Would you set down the data below exactly as shown?

__________________________________________________

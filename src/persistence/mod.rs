//! Key/value persistence medium and per-identity companion state.

mod bundle;
mod companion;
mod retained;

pub use bundle::Bundle;
pub use companion::{CompanionKey, CompanionRecord, CompanionSnapshot, CompanionStore};
pub use retained::{RetainedScope, RetainedScopeError};
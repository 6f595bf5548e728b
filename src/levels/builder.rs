use std::collections::HashSet;

use super::{LevelEntry, LevelSnapshot};
use crate::geometry::{Rect, Region};
use crate::scene::{Geometry, NodeId};

/// Assign an occlusion level to each rect, given in descending priority.
///
/// Covering regions are scanned deepest-first; the first one that fully
/// contains the rect places it one level below. Partial overlap never
/// counts as occlusion.
pub fn assign_levels(rects: &[Rect]) -> Vec<usize> {
    let mut covering: Vec<Region> = Vec::new();
    let mut levels = Vec::with_capacity(rects.len());

    for rect in rects {
        if rect.is_empty() {
            levels.push(0);
            continue;
        }

        let level = covering
            .iter()
            .rposition(|region| region.contains_rect(rect))
            .map(|index| index + 1)
            .unwrap_or(0);

        if level == covering.len() {
            covering.push(Region::new());
        }
        covering[level].union_rect(*rect);
        levels.push(level);
    }

    levels
}

/// Build a snapshot for `ordered` nodes (descending priority).
///
/// Nodes the geometry no longer knows are dropped; repeated ids keep their
/// first occurrence.
pub fn build_levels<G: Geometry + ?Sized>(geometry: &G, ordered: &[NodeId]) -> LevelSnapshot {
    let mut seen = HashSet::with_capacity(ordered.len());
    let mut nodes = Vec::with_capacity(ordered.len());
    let mut rects = Vec::with_capacity(ordered.len());

    for node in ordered {
        if !seen.insert(*node) {
            continue;
        }
        let Some(rect) = geometry.rect_in_window(*node) else {
            continue;
        };
        nodes.push(*node);
        rects.push(rect);
    }

    let entries = assign_levels(&rects)
        .into_iter()
        .zip(nodes)
        .map(|(level, node)| LevelEntry {
            node,
            level,
            visible: geometry.is_displayed(node),
        })
        .collect();

    LevelSnapshot::from_entries(entries)
}
use crate::levels::{LevelOp, LevelSnapshot, build_levels, diff_levels};
use crate::lifecycle::LifecycleState;
use crate::scene::{Geometry, NodeId, priority_order};

/// Level bookkeeping for one dispatching container.
///
/// The dispatcher only computes; applying the resulting transitions is the
/// engine's job, which keeps every mutation on one queue.
#[derive(Debug, Clone)]
pub struct ContainerDispatcher {
    container: NodeId,
    root: Option<NodeId>,
    snapshot: LevelSnapshot,
    last_dispatched: Option<LifecycleState>,
}

impl ContainerDispatcher {
    pub fn new(container: NodeId, root: Option<NodeId>) -> Self {
        Self {
            container,
            root,
            snapshot: LevelSnapshot::new(),
            last_dispatched: None,
        }
    }

    pub fn container(&self) -> NodeId {
        self.container
    }

    /// Root whose hierarchy this container belongs to, if any.
    pub fn root(&self) -> Option<NodeId> {
        self.root
    }

    pub(crate) fn set_root(&mut self, root: Option<NodeId>) {
        self.root = root;
    }

    pub fn snapshot(&self) -> &LevelSnapshot {
        &self.snapshot
    }

    pub fn level_of(&self, node: NodeId) -> Option<usize> {
        self.snapshot.level_of(node)
    }

    /// Rebuild levels from current geometry, swap the snapshot in and return
    /// the diff against the previous one.
    pub fn recompute<G: Geometry + ?Sized>(&mut self, geometry: &G) -> Vec<LevelOp> {
        let ordered = priority_order(geometry, self.container);
        let next = build_levels(geometry, &ordered);
        let ops = diff_levels(&self.snapshot, &next);
        self.snapshot = next;
        ops
    }

    /// Whether re-applying the snapshot under `ambient` would do anything.
    pub fn needs_dispatch(&self, ambient: LifecycleState) -> bool {
        self.last_dispatched != Some(ambient)
    }

    pub fn mark_dispatched(&mut self, ambient: LifecycleState) {
        self.last_dispatched = Some(ambient);
    }
}
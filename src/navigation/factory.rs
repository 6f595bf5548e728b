use std::collections::HashMap;
use std::sync::Arc;

use serde_json::Value;

use crate::error::{LifecycleError, Result};
use crate::scene::{NodeId, NodeSpec};

/// What the factory gets to work with when rebuilding a node.
#[derive(Debug, Clone, Copy)]
pub struct FactoryContext<'a> {
    pub container: Option<NodeId>,
    pub container_key: Option<&'a str>,
    pub type_name: &'a str,
    pub key: &'a str,
    pub args: Option<&'a Value>,
}

/// Builds nodes by type identifier.
pub trait NodeFactory {
    fn create(&self, ctx: &FactoryContext<'_>) -> Result<NodeSpec>;
}

/// Builder closure registered for one type.
pub type NodeBuilder = Arc<dyn Fn(&FactoryContext<'_>) -> NodeSpec + Send + Sync>;

/// Map of type names to builders.
#[derive(Default, Clone)]
pub struct FactoryRegistry {
    builders: HashMap<String, NodeBuilder>,
}

impl FactoryRegistry {
    pub fn new() -> Self {
        Self::default()
    }

    pub fn register<F>(&mut self, type_name: impl Into<String>, builder: F)
    where
        F: Fn(&FactoryContext<'_>) -> NodeSpec + Send + Sync + 'static,
    {
        self.builders.insert(type_name.into(), Arc::new(builder));
    }

    pub fn with<F>(mut self, type_name: impl Into<String>, builder: F) -> Self
    where
        F: Fn(&FactoryContext<'_>) -> NodeSpec + Send + Sync + 'static,
    {
        self.register(type_name, builder);
        self
    }

    pub fn contains(&self, type_name: &str) -> bool {
        self.builders.contains_key(type_name)
    }

    pub fn type_names(&self) -> impl Iterator<Item = &str> {
        self.builders.keys().map(String::as_str)
    }
}

impl NodeFactory for FactoryRegistry {
    fn create(&self, ctx: &FactoryContext<'_>) -> Result<NodeSpec> {
        let builder = self
            .builders
            .get(ctx.type_name)
            .ok_or_else(|| LifecycleError::UnknownNodeType(ctx.type_name.to_string()))?;
        Ok(builder(ctx))
    }
}

impl std::fmt::Debug for FactoryRegistry {
    fn fmt(&self, f: &mut std::fmt::Formatter<'_>) -> std::fmt::Result {
        let mut names: Vec<_> = self.type_names().collect();
        names.sort_unstable();
        f.debug_struct("FactoryRegistry")
            .field("types", &names)
            .finish()
    }
}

__________________________________________________

▶ Response area
filename src/persistence/mod.rs
//! Key/value persistence medium and per-identity companion state.

mod bundle;
mod companion;
mod retained;

pub use bundle::Bundle;
pub use companion::{CompanionKey, CompanionRecord, CompanionSnapshot, CompanionStore};
pub use retained::{RetainedScope, RetainedScopeError};
repository 6f595bf5548e728b
filename src/levels/builder.rs
use std::collections::HashSet;

use super::{LevelEntry, LevelSnapshot};
use crate::geometry::{Rect, Region};
use crate::scene::{Geometry, NodeId};

/// Assign an occlusion level to each rect, given in descending priority.
///
/// Covering regions are scanned deepest-first; the first one that fully
/// contains the rect places it one level below. Partial overlap never
/// counts as occlusion.
pub fn assign_levels(rects: &[Rect]) -> Vec<usize> {
    let mut covering: Vec<Region> = Vec::new();
    let mut levels = Vec::with_capacity(rects.len());

    for rect in rects {
        if rect.is_empty() {
            levels.push(0);
            continue;
        }

        let level = covering
            .iter()
            .rposition(|region| region.contains_rect(rect))
            .map(|index| index + 1)
            .unwrap_or(0);

        if level == covering.len() {
            covering.push(Region::new());
        }
        covering[level].union_rect(*rect);
        levels.push(level);
    }

    levels
}

/// Build a snapshot for `ordered` nodes (descending priority).
///
/// Nodes the geometry no longer knows are dropped; repeated ids keep their
/// first occurrence.
pub fn build_levels<G: Geometry + ?Sized>(geometry: &G, ordered: &[NodeId]) -> LevelSnapshot {
    let mut seen = HashSet::with_capacity(ordered.len());
    let mut nodes = Vec::with_capacity(ordered.len());
    let mut rects = Vec::with_capacity(ordered.len());

    for node in ordered {
        if !seen.insert(*node) {
            continue;
        }
        let Some(rect) = geometry.rect_in_window(*node) else {
            continue;
        };
        nodes.push(*node);
        rects.push(rect);
    }

    let entries = assign_levels(&rects)
        .into_iter()
        .zip(nodes)
        .map(|(level, node)| LevelEntry {
            node,
            level,
            visible: geometry.is_displayed(node),
        })
        .collect();

    LevelSnapshot::from_entries(entries)
}
use crate::levels::{LevelOp, LevelSnapshot, build_levels, diff_levels};
use crate::lifecycle::LifecycleState;
use crate::scene::{Geometry, NodeId, priority_order};

/// Level bookkeeping for one dispatching container.
///
/// The dispatcher only computes; applying the resulting transitions is the
/// engine's job, which keeps every mutation on one queue.
#[derive(Debug, Clone)]
pub struct ContainerDispatcher {
    container: NodeId,
    root: Option<NodeId>,
    snapshot: LevelSnapshot,
    last_dispatched: Option<LifecycleState>,
}

impl ContainerDispatcher {
    pub fn new(container: NodeId, root: Option<NodeId>) -> Self {
        Self {
            container,
            root,
            snapshot: LevelSnapshot::new(),
            last_dispatched: None,
        }
    }

    pub fn container(&self) -> NodeId {
        self.container
    }

    /// Root whose hierarchy this container belongs to, if any.
    pub fn root(&self) -> Option<NodeId> {
        self.root
    }

    pub(crate) fn set_root(&mut self, root: Option<NodeId>) {
        self.root = root;
    }

    pub fn snapshot(&self) -> &LevelSnapshot {
        &self.snapshot
    }

    pub fn level_of(&self, node: NodeId) -> Option<usize> {
        self.snapshot.level_of(node)
    }

    /// Rebuild levels from current geometry, swap the snapshot in and return
    /// the diff against the previous one.
    pub fn recompute<G: Geometry + ?Sized>(&mut self, geometry: &G) -> Vec<LevelOp> {
        let ordered = priority_order(geometry, self.container);
        let next = build_levels(geometry, &ordered);
        let ops = diff_levels(&self.snapshot, &next);
        self.snapshot = next;
        ops
    }

    /// Whether re-applying the snapshot under `ambient` would do anything.
    pub fn needs_dispatch(&self, ambient: LifecycleState) -> bool {
        self.last_dispatched != Some(ambient)
    }

    pub fn mark_dispatched(&mut self, ambient: LifecycleState) {
        self.last_dispatched = Some(ambient);
    }
}
filename src/navigation/factory.rs
repository 6f595bf5548e728b
use std::collections::HashMap;
use std::sync::Arc;

use serde_json::Value;

use crate::error::{LifecycleError, Result};
use crate::scene::{NodeId, NodeSpec};

/// What the factory gets to work with when rebuilding a node.
#[derive(Debug, Clone, Copy)]
pub struct FactoryContext<'a> {
    pub container: Option<NodeId>,
    pub container_key: Option<&'a str>,
    pub type_name: &'a str,
    pub key: &'a str,
    pub args: Option<&'a Value>,
}

/// Builds nodes by type identifier.
pub trait NodeFactory {
    fn create(&self, ctx: &FactoryContext<'_>) -> Result<NodeSpec>;
}

/// Builder closure registered for one type.
pub type NodeBuilder = Arc<dyn Fn(&FactoryContext<'_>) -> NodeSpec + Send + Sync>;

/// Map of type names to builders.
#[derive(Default, Clone)]
pub struct FactoryRegistry {
    builders: HashMap<String, NodeBuilder>,
}

impl FactoryRegistry {
    pub fn new() -> Self {
        Self::default()
    }

    pub fn register<F>(&mut self, type_name: impl Into<String>, builder: F)
    where
        F: Fn(&FactoryContext<'_>) -> NodeSpec + Send + Sync + 'static,
    {
        self.builders.insert(type_name.into(), Arc::new(builder));
    }

    pub fn with<F>(mut self, type_name: impl Into<String>, builder: F) -> Self
    where
        F: Fn(&FactoryContext<'_>) -> NodeSpec + Send + Sync + 'static,
    {
        self.register(type_name, builder);
        self
    }

    pub fn contains(&self, type_name: &str) -> bool {
        self.builders.contains_key(type_name)
    }

    pub fn type_names(&self) -> impl Iterator<Item = &str> {
        self.builders.keys().map(String::as_str)
    }
}

impl NodeFactory for FactoryRegistry {
    fn create(&self, ctx: &FactoryContext<'_>) -> Result<NodeSpec> {
        let builder = self
            .builders
            .get(ctx.type_name)
            .ok_or_else(|| LifecycleError::UnknownNodeType(ctx.type_name.to_string()))?;
        Ok(builder(ctx))
    }
}

impl std::fmt::Debug for FactoryRegistry {
    fn fmt(&self, f: &mut std::fmt::Formatter<'_>) -> std::fmt::Result {
        let mut names: Vec<_> = self.type_names().collect();
        names.sort_unstable();
        f.debug_struct("FactoryRegistry")
            .field("types", &names)
            .finish()
    }
}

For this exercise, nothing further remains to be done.